October 1, 2019 Meaghan Winter
Lara Hamdan | St. Louis on the Air

In May 2016, New York-based journalist Meaghan Winter made a trip to Missouri, one that would ultimately inspire her new book. While watching the Republican-dominated state Legislature in Jefferson City push through bills on abortion, guns and voter IDs in a single day, Winter realized just how outmatched Missouri Democrats had become. What was once a purple state had become solidly red — with GOP legislators handily passing legislation that just years before might have been considered extreme. 

Winter’s exploration of the roots of that phenomenon, as well as her prescription to Democrats eager to reverse it, is the subject of “All Politics Is Local: Why Progressives Must Fight for the States.” Before kicking off her book tour, she joined St. Louis on the Air to discuss what she found in her research.

Winter argues that the Democratic Party and its donors have focused on national races and issues to the detriment of progressives. Her book is an indictment of what she sees as a short-sighted strategy that has allowed Republicans to dominate statehouses across the country. 

Despite the Democratic Party’s current lack of success in Missouri, Winter said she found some bright spots for them.
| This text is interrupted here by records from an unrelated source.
//! # ADC Calibration
//!
//! Converts raw per-channel ADC counts into physical units with one affine transform
//! per signal type: `physical = raw * scale + offset`. The voltage pair applies to
//! `VA, VB, VC` and the current pair to `IA, IB, IC`.

use crate::common::{EstimatorError, Sample, CHANNEL_COUNT, SIGNALS};
use crate::numeric::PmuFloat;
use crate::units::SignalType;
use serde::{Deserialize, Serialize};

/// Affine transform `(scale, offset)` for one signal type.
///
/// The default `(1, 0)` passes raw counts through unchanged.
#[derive(Debug, Clone, Copy, PartialEq, Serialize, Deserialize)]
pub struct CalibrationParams<F> {
    pub scale: F,
    pub offset: F,
}

impl<F: PmuFloat> CalibrationParams<F> {
    pub fn new(scale: F, offset: F) -> Self {
        CalibrationParams { scale, offset }
    }

    /// Applies the transform to one raw count.
    #[inline]
    pub fn apply(&self, raw: u64) -> F {
        F::from_u64_lossy(raw) * self.scale + self.offset
    }

    fn validate(&self, signal_type: SignalType) -> Result<(), EstimatorError> {
        if self.scale.is_finite() && self.offset.is_finite() {
            Ok(())
        } else {
            Err(EstimatorError::InvalidCalibration {
                message: format!(
                    "{} calibration must be finite, got scale={} offset={}",
                    signal_type, self.scale, self.offset
                ),
            })
        }
    }
}

impl<F: PmuFloat> Default for CalibrationParams<F> {
    fn default() -> Self {
        CalibrationParams {
            scale: F::one(),
            offset: F::zero(),
        }
    }
}

impl<F: PmuFloat> From<(F, F)> for CalibrationParams<F> {
    fn from((scale, offset): (F, F)) -> Self {
        CalibrationParams { scale, offset }
    }
}

/// A sample after calibration: same timing fields, channels in physical units.
#[derive(Debug, Clone, Copy, PartialEq)]
pub struct CalibratedSample<F> {
    pub seq_no: u64,
    pub channels: [F; CHANNEL_COUNT],
    pub timestamp_us: u64,
    pub time_delta_us: u64,
}

/// Voltage and current calibration of an estimator.
#[derive(Debug, Clone, Copy, PartialEq)]
pub struct Calibration<F> {
    pub voltage: CalibrationParams<F>,
    pub current: CalibrationParams<F>,
}

impl<F: PmuFloat> Calibration<F> {
    /// Creates a calibration, rejecting non-finite parameters.
    pub fn new(
        voltage: CalibrationParams<F>,
        current: CalibrationParams<F>,
    ) -> Result<Self, EstimatorError> {
        voltage.validate(SignalType::Voltage)?;
        current.validate(SignalType::Current)?;
        Ok(Calibration { voltage, current })
    }

    /// Parameters applying to a signal type.
    pub fn params(&self, signal_type: SignalType) -> &CalibrationParams<F> {
        match signal_type {
            SignalType::Voltage => &self.voltage,
            SignalType::Current => &self.current,
        }
    }

    /// Converts every channel of a raw sample to physical units.
    pub fn calibrate(&self, raw: &Sample) -> CalibratedSample<F> {
        let mut channels = [F::zero(); CHANNEL_COUNT];
        for (value, signal) in channels.iter_mut().zip(SIGNALS.iter()) {
            *value = self.params(signal.signal_type).apply(raw.channels[signal.index]);
        }
        CalibratedSample {
            seq_no: raw.seq_no,
            channels,
            timestamp_us: raw.timestamp_us,
            time_delta_us: raw.time_delta_us,
        }
    }
}

impl<F: PmuFloat> Default for Calibration<F> {
    fn default() -> Self {
        Calibration {
            voltage: CalibrationParams::default(),
            current: CalibrationParams::default(),
        }
    }
}

#[cfg(test)]
mod tests {
    use super::*;

    fn sample(channels: [u64; CHANNEL_COUNT]) -> Sample {
        Sample {
            seq_no: 7,
            channels,
            timestamp_us: 1_000,
            time_delta_us: 250,
        }
    }

    #[test]
    fn test_default_passes_counts_through() {
        let calibration = Calibration::<f64>::default();
        let out = calibration.calibrate(&sample([1, 2, 3, 4, 5, 6]));
        assert_eq!(out.channels, [1.0, 2.0, 3.0, 4.0, 5.0, 6.0]);
        assert_eq!(out.seq_no, 7);
        assert_eq!(out.timestamp_us, 1_000);
        assert_eq!(out.time_delta_us, 250);
    }

    #[test]
    fn test_zero_count_yields_offset() {
        let calibration = Calibration::new(
            CalibrationParams::new(0.5, -100.0),
            CalibrationParams::new(0.01, 2.0),
        )
        .unwrap();
        let out = calibration.calibrate(&sample([0; CHANNEL_COUNT]));
        assert_eq!(&out.channels[..3], &[-100.0; 3]);
        assert_eq!(&out.channels[3..], &[2.0; 3]);
    }

    #[test]
    fn test_groups_are_independent() {
        let calibration = Calibration::new(
            CalibrationParams::new(0.5, -100.0),
            CalibrationParams::new(0.01, 2.0),
        )
        .unwrap();
        let k = 4096;
        let out = calibration.calibrate(&sample([k; CHANNEL_COUNT]));
        for v in &out.channels[..3] {
            assert!((v - (k as f64 * 0.5 - 100.0)).abs() < 1e-9);
        }
        for i in &out.channels[3..] {
            assert!((i - (k as f64 * 0.01 + 2.0)).abs() < 1e-9);
        }
    }

    #[test]
    fn test_rejects_non_finite_params() {
        let result = Calibration::new(
            CalibrationParams::new(f64::NAN, 0.0),
            CalibrationParams::default(),
        );
        assert!(matches!(result, Err(EstimatorError::InvalidCalibration { .. })));

        let result = Calibration::new(
            CalibrationParams::default(),
            CalibrationParams::new(1.0, f64::INFINITY),
        );
        assert!(matches!(result, Err(EstimatorError::InvalidCalibration { .. })));
    }
}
That includes the local chapter of Moms Demand Action, which is fighting for increased regulation of guns. 

“They’re doing a lot of things that work,” she said. “They drove out to outstate Missouri and organized groups … But I think what really stands out is trying to make personal connections with people, and being there constantly. It isn’t just showing up two weeks before an election.”

Even so, the Missouri Legislature continues to pass laws that make guns more accessible. Winter said she did find herself wondering if there is hope for Democrats in places like Missouri. 
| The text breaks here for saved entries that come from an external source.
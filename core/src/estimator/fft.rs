//! # FFT Strategy
//!
//! Batch estimation: on every estimate each channel's window is copied into that
//! channel's complex buffer and transformed in place with a forward DFT of length
//! `window_size`; the fundamental bin is read from the result.
//!
//! ## Key Components
//!
//! - `FftChannel`: Owning handle of one channel's transform plan, in-place buffer and
//!   scratch space. Allocated once, released on drop, re-planned on clone.
//! - `FftStrategy`: Six `FftChannel`s, one per measured channel.

use super::strategy::{try_allocate, PhasorStrategy};
use crate::calibration::CalibratedSample;
use crate::common::{EstimatorError, CHANNEL_COUNT};
use crate::numeric::PmuFloat;
use crate::phasors::FundamentalBin;
use crate::window::SampleWindow;
use log::debug;
use num_complex::Complex;
use num_traits::Zero;
use rustfft::{Fft, FftPlanner};
use std::fmt;
use std::sync::Arc;

/// Transform resources of one channel.
///
/// # Fields
///
/// * `plan`: Forward transform of length `window_size`.
/// * `buffer`: Input/output buffer of `window_size` values, transformed in place.
/// * `scratch`: Scratch space required by the plan.
pub struct FftChannel<F: PmuFloat> {
    plan: Arc<dyn Fft<F>>,
    buffer: Vec<Complex<F>>,
    scratch: Vec<Complex<F>>,
}

impl<F: PmuFloat> FftChannel<F> {
    /// Plans a forward transform of `window_size` points and allocates its buffers.
    ///
    /// # Returns
    ///
    /// * `Ok(FftChannel)`: The channel with all resources in place.
    /// * `Err(EstimatorError::ResourceExhausted)`: If a buffer could not be allocated.
    pub fn new(planner: &mut FftPlanner<F>, window_size: usize) -> Result<Self, EstimatorError> {
        let buffer = try_allocate(window_size, Complex::zero(), "FFT buffer")?;
        let plan = planner.plan_fft_forward(window_size);
        let scratch = try_allocate(
            plan.get_inplace_scratch_len(),
            Complex::zero(),
            "FFT scratch",
        )?;
        Ok(FftChannel {
            plan,
            buffer,
            scratch,
        })
    }

    /// Re-plans the transform and allocates fresh buffers like `new`.
    pub fn try_clone(&self) -> Result<Self, EstimatorError> {
        FftChannel::new(&mut FftPlanner::new(), self.len())
    }

    pub fn len(&self) -> usize {
        self.buffer.len()
    }

    pub fn is_empty(&self) -> bool {
        self.buffer.is_empty()
    }

    /// Transforms `values` (oldest first) and returns bin `index` of the result.
    ///
    /// `values` must yield exactly `len()` items; missing values are left at zero.
    pub fn transform<I>(&mut self, values: I, index: usize) -> Complex<F>
    where
        I: IntoIterator<Item = F>,
    {
        self.buffer.fill(Complex::zero());
        for (slot, value) in self.buffer.iter_mut().zip(values) {
            *slot = Complex::new(value, F::zero());
        }
        self.plan.process_with_scratch(&mut self.buffer, &mut self.scratch);
        self.buffer[index]
    }
}

impl<F: PmuFloat> Clone for FftChannel<F> {
    /// Re-plans the transform and allocates fresh buffers, so the clone shares no
    /// mutable state with the original.
    ///
    /// Allocation failure aborts, as for any `Vec` clone; `FftChannel::try_clone`
    /// reports it instead.
    fn clone(&self) -> Self {
        let mut planner = FftPlanner::new();
        let plan = planner.plan_fft_forward(self.buffer.len());
        let scratch = vec![Complex::zero(); plan.get_inplace_scratch_len()];
        FftChannel {
            plan,
            buffer: vec![Complex::zero(); self.buffer.len()],
            scratch,
        }
    }
}

impl<F: PmuFloat> fmt::Debug for FftChannel<F> {
    fn fmt(&self, f: &mut fmt::Formatter) -> fmt::Result {
        f.debug_struct("FftChannel")
            .field("len", &self.buffer.len())
            .field("scratch_len", &self.scratch.len())
            .finish()
    }
}

/// Batch FFT estimation over the full window.
#[derive(Debug, Clone)]
pub struct FftStrategy<F: PmuFloat> {
    channels: Vec<FftChannel<F>>,
}

impl<F: PmuFloat> FftStrategy<F> {
    /// Allocates one transform channel per measured channel.
    pub fn new(window_size: usize) -> Result<Self, EstimatorError> {
        let mut planner = FftPlanner::new();
        let channels = (0..CHANNEL_COUNT)
            .map(|_| FftChannel::new(&mut planner, window_size))
            .collect::<Result<Vec<_>, _>>()?;
        debug!(
            "Planned {} {}-point {} FFT channels",
            CHANNEL_COUNT,
            window_size,
            F::NAME
        );
        Ok(FftStrategy { channels })
    }

    /// Clones the strategy, reporting allocation failure instead of aborting.
    pub fn try_clone(&self) -> Result<Self, EstimatorError> {
        let mut planner = FftPlanner::new();
        let channels = self
            .channels
            .iter()
            .map(|channel| FftChannel::new(&mut planner, channel.len()))
            .collect::<Result<Vec<_>, _>>()?;
        Ok(FftStrategy { channels })
    }
}

impl<F: PmuFloat> PhasorStrategy<F> for FftStrategy<F> {
    fn feed(&mut self, _sample: &CalibratedSample<F>) {}

    fn estimate(
        &mut self,
        window: &SampleWindow<F>,
        bin: &FundamentalBin,
    ) -> [Complex<F>; CHANNEL_COUNT] {
        let mut out = [Complex::zero(); CHANNEL_COUNT];
        for (ch, (value, channel)) in out.iter_mut().zip(self.channels.iter_mut()).enumerate() {
            *value = channel.transform(window.channel(ch), bin.index);
        }
        out
    }
}

#[cfg(test)]
mod tests {
    use super::*;
    use std::f64::consts::PI;

    fn window_of(values: &[f64]) -> SampleWindow<f64> {
        let mut window = SampleWindow::new(values.len()).unwrap();
        for (i, v) in values.iter().enumerate() {
            window.push(CalibratedSample {
                seq_no: i as u64,
                channels: [*v; CHANNEL_COUNT],
                timestamp_us: i as u64 * 100,
                time_delta_us: 100,
            });
        }
        window
    }

    #[test]
    fn test_transform_matches_direct_dft() {
        let n = 12;
        let values: Vec<f64> = (0..n).map(|i| (i as f64 * 0.7).sin() + 0.3).collect();
        let mut planner = FftPlanner::new();
        let mut channel = FftChannel::new(&mut planner, n).unwrap();
        for k in 0..=n / 2 {
            let direct: Complex<f64> = values
                .iter()
                .enumerate()
                .map(|(m, x)| Complex::from_polar(*x, -2.0 * PI * (k * m) as f64 / n as f64))
                .sum();
            let fft = channel.transform(values.iter().copied(), k);
            assert!((fft - direct).norm() < 1e-9, "bin {} differs", k);
        }
    }

    #[test]
    fn test_estimate_reads_fundamental_bin() {
        let n = 32;
        let amplitude = 5.0;
        let phase = 0.3;
        let values: Vec<f64> = (0..n)
            .map(|m| amplitude * (2.0 * PI * 2.0 * m as f64 / n as f64 + phase).cos())
            .collect();
        let window = window_of(&values);
        let bin = FundamentalBin {
            index: 2,
            window_size: n,
            frequency_hz: 100.0,
        };
        let mut strategy = FftStrategy::new(n).unwrap();
        let raw = strategy.estimate(&window, &bin);
        for value in raw {
            let polar = bin.to_polar(value, 0);
            assert!((polar.magnitude - amplitude).abs() < 1e-9);
            assert!((polar.angle - phase).abs() < 1e-9);
        }
    }

    #[test]
    fn test_clone_owns_fresh_buffers() {
        let n = 16;
        let values: Vec<f64> = (0..n).map(|m| m as f64).collect();
        let window = window_of(&values);
        let bin = FundamentalBin {
            index: 1,
            window_size: n,
            frequency_hz: 50.0,
        };
        let mut original = FftStrategy::new(n).unwrap();
        let first = original.estimate(&window, &bin);

        let mut copy = original.clone();
        drop(original);
        let second = copy.estimate(&window, &bin);
        for (a, b) in first.iter().zip(second.iter()) {
            assert!((a - b).norm() < 1e-12);
        }
        assert_ne!(
            copy.channels[0].buffer.as_ptr(),
            copy.channels[1].buffer.as_ptr()
        );
    }

    #[test]
    fn test_try_clone_matches_clone() {
        let n = 24;
        let values: Vec<f64> = (0..n).map(|m| (m as f64 * 0.4).cos()).collect();
        let window = window_of(&values);
        let bin = FundamentalBin {
            index: 2,
            window_size: n,
            frequency_hz: 50.0,
        };
        let mut original = FftStrategy::new(n).unwrap();
        let mut copy = original.try_clone().unwrap();
        assert_eq!(copy.channels.len(), CHANNEL_COUNT);
        assert!(copy.channels.iter().all(|c| c.len() == n));

        let a = original.estimate(&window, &bin);
        let b = copy.estimate(&window, &bin);
        for (x, y) in a.iter().zip(b.iter()) {
            assert!((x - y).norm() < 1e-12);
        }
        assert_ne!(
            original.channels[0].buffer.as_ptr(),
            copy.channels[0].buffer.as_ptr()
        );

        let mut planner = FftPlanner::<f64>::new();
        let channel = FftChannel::new(&mut planner, 5).unwrap();
        assert_eq!(channel.try_clone().unwrap().len(), 5);
    }

    #[test]
    fn test_single_point_window() {
        let window = window_of(&[7.0]);
        let bin = FundamentalBin::select(50.0, 1, None);
        let mut strategy = FftStrategy::new(1).unwrap();
        let raw = strategy.estimate(&window, &bin);
        assert!((bin.to_polar(raw[0], 0).magnitude - 7.0).abs() < 1e-12);
    }
}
Still, she said, “one of the things that’s so important to keep in mind [is that] change is long term. If we start thinking of change as something that happens in three months, or about one bill, or one election, it’s not going to work. One of the ways that Republicans took over state legislatures across the country is that they laid out a plan that took about 20 years to execute. So, yes, there are a lot of hurdles. But what needs to happen for Democrats to regain any momentum, and for these interest groups to push their platform, is for long-term strategy.” And, she stresses, investment at the state and not just federal level.

Related Event

What: Left Bank Books Presents “All Politics Is Local”
When: 7 p.m. Tuesday, Oct. 1, 2019
Where: Ethical Society of St. Louis (9001 Clayton Road, St. Louis MO 63117)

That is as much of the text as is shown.